# [EXERCISE GOAL]
Take the lines below beginning at the line that has "assert!((built.graph.last(std3, 3).unwrap() - 0.0).abs()" and stopping after the line that has "let handles: Vec<_>", and print them exactly as they are, with no other lines.

# [TASK INPUTS]

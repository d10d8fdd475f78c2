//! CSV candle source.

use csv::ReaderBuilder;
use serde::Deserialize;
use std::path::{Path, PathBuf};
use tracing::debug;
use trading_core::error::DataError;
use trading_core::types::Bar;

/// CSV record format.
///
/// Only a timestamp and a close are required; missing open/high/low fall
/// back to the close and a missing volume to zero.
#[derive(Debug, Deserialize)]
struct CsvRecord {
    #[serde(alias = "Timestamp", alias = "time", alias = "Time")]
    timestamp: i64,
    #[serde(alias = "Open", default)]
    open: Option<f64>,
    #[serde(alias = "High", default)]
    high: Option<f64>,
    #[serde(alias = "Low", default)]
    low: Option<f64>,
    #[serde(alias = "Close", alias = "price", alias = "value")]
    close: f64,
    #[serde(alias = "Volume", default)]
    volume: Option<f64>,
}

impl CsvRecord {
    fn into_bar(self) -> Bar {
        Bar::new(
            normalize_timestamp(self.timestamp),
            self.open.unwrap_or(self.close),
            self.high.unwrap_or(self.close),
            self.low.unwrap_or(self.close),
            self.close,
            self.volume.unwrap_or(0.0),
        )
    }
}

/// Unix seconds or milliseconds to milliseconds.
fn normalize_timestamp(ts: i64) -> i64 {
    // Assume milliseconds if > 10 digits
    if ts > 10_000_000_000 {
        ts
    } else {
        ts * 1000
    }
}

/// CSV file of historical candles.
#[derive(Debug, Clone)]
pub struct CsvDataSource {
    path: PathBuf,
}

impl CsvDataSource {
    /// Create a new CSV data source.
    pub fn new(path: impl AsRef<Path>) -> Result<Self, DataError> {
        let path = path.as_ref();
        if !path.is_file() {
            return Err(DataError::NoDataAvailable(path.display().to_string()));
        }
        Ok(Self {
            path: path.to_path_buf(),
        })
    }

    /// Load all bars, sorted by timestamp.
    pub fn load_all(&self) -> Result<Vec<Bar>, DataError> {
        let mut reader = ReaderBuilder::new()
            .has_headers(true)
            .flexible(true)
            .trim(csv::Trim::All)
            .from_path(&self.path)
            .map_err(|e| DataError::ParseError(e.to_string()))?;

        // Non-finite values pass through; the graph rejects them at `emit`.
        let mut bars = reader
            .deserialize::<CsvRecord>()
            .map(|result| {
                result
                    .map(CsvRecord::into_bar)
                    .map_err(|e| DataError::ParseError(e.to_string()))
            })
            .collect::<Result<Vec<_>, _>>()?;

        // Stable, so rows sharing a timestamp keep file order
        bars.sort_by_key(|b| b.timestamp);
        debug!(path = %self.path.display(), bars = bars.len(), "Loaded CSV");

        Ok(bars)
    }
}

* * *

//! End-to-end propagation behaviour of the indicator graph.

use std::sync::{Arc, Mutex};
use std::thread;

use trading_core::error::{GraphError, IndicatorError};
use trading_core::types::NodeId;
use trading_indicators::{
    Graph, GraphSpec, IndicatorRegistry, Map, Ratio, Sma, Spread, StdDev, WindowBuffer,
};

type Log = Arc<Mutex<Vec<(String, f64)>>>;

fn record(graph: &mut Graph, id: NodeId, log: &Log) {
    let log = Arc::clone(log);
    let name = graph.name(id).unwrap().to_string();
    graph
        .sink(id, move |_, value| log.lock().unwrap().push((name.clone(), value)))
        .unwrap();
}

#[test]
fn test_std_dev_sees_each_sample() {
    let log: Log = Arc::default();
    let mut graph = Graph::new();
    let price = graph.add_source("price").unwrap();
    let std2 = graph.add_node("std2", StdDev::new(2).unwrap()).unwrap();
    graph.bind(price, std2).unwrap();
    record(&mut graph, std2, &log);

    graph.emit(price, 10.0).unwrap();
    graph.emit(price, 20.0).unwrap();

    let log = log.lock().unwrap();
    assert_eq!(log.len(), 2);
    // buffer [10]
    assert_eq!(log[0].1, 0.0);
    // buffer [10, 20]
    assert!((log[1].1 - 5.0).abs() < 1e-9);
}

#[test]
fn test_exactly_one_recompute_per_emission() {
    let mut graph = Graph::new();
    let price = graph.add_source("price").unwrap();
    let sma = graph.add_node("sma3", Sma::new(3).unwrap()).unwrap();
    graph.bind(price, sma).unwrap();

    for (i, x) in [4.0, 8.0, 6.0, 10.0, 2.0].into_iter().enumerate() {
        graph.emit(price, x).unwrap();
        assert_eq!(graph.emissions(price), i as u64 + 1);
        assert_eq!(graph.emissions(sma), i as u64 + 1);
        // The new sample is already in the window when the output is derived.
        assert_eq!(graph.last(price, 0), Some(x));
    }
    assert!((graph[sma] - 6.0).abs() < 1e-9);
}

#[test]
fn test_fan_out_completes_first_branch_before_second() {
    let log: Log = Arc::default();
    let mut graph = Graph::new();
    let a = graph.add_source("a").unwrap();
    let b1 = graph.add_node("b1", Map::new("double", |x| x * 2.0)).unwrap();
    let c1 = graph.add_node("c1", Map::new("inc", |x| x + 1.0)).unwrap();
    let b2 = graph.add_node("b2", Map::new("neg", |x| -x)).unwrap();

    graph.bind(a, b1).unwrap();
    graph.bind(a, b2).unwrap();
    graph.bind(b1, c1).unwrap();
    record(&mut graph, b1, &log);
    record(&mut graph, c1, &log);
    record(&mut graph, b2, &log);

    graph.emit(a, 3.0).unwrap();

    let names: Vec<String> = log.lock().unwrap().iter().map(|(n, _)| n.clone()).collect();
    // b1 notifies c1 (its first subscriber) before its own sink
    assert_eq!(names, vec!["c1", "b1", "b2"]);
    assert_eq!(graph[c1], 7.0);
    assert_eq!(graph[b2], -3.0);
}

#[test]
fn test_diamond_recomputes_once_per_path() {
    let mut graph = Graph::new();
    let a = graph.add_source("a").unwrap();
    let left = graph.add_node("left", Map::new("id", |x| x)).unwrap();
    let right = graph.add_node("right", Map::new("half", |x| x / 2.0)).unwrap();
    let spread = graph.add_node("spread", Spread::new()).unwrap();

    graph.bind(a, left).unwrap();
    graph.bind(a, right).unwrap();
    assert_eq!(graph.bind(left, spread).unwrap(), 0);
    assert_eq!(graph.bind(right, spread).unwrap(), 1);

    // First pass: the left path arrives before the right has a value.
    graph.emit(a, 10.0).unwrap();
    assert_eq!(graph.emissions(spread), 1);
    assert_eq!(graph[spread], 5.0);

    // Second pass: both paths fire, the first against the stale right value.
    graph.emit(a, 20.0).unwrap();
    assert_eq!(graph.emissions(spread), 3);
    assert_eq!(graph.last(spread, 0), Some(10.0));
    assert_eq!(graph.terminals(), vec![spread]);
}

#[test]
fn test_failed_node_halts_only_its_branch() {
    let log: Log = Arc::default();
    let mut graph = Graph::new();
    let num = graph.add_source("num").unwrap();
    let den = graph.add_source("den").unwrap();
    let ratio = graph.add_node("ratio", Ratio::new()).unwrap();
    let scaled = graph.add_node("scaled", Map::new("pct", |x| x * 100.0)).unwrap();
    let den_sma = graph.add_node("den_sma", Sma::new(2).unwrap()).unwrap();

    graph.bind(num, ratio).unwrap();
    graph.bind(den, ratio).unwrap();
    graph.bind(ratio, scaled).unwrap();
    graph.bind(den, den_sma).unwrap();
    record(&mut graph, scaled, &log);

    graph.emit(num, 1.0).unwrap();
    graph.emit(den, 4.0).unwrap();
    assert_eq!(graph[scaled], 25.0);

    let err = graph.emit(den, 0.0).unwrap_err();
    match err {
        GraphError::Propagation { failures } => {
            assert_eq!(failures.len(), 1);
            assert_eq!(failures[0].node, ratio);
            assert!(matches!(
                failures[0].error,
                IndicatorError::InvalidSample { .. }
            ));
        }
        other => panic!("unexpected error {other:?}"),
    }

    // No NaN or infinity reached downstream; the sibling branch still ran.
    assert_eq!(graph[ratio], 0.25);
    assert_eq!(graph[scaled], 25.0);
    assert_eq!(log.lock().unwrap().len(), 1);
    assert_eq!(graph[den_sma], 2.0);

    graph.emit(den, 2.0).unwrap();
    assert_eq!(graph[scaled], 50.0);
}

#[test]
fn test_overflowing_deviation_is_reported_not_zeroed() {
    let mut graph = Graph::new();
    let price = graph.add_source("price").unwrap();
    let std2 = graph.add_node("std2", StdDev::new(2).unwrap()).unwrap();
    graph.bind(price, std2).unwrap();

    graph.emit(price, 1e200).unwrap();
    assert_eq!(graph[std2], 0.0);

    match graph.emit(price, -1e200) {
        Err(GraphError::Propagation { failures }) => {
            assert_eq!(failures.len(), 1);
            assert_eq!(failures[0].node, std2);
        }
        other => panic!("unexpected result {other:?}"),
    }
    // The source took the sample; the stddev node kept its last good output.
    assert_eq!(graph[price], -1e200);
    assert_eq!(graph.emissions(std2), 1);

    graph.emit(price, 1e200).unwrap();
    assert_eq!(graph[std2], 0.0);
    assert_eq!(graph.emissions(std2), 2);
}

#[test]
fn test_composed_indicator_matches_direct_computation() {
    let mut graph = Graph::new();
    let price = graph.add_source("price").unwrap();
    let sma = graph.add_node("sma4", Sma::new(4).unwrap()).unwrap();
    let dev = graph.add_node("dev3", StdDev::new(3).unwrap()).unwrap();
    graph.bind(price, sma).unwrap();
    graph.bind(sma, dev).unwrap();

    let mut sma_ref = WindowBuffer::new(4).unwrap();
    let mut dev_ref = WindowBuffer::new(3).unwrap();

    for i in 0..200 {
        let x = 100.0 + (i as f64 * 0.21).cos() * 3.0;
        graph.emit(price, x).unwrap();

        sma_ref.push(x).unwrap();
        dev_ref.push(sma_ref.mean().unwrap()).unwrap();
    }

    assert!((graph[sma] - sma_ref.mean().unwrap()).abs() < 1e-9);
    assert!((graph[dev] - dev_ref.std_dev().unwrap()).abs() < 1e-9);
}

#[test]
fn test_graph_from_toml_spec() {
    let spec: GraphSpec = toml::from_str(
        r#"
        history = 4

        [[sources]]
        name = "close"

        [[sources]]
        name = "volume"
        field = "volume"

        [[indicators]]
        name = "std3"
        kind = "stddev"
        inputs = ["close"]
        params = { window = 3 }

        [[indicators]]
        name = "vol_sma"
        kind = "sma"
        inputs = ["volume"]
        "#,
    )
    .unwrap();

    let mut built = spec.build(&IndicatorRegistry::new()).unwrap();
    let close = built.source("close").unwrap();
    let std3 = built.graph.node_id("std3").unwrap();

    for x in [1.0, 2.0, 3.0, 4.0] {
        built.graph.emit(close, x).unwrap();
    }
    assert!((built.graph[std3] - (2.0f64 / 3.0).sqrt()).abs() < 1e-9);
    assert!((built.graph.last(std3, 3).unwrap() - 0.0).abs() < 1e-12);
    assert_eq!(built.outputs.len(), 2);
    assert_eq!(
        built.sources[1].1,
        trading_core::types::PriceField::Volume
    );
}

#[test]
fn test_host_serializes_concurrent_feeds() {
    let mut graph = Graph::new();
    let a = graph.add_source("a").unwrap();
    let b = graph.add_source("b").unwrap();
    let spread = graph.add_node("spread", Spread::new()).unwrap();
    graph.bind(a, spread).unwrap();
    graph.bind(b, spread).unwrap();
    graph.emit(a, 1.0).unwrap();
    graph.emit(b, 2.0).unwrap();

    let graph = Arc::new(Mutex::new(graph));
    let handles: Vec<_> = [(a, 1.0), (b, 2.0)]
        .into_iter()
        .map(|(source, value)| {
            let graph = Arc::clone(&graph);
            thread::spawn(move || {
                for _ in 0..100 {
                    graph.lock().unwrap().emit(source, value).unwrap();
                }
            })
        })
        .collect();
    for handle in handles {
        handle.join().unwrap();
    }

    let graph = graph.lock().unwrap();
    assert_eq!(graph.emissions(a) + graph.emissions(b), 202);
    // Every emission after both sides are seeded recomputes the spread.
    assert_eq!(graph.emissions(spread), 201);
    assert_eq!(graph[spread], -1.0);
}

# [RESULT]
    assert!((built.graph.last(std3, 3).unwrap() - 0.0).abs() < 1e-12);
    assert_eq!(built.outputs.len(), 2);
    assert_eq!(
        built.sources[1].1,
        trading_core::types::PriceField::Volume
    );
}

#[test]
fn test_host_serializes_concurrent_feeds() {
    let mut graph = Graph::new();
    let a = graph.add_source("a").unwrap();
    let b = graph.add_source("b").unwrap();
    let spread = graph.add_node("spread", Spread::new()).unwrap();
    graph.bind(a, spread).unwrap();
    graph.bind(b, spread).unwrap();
    graph.emit(a, 1.0).unwrap();
    graph.emit(b, 2.0).unwrap();

    let graph = Arc::new(Mutex::new(graph));
    let handles: Vec<_> = [(a, 1.0), (b, 2.0)]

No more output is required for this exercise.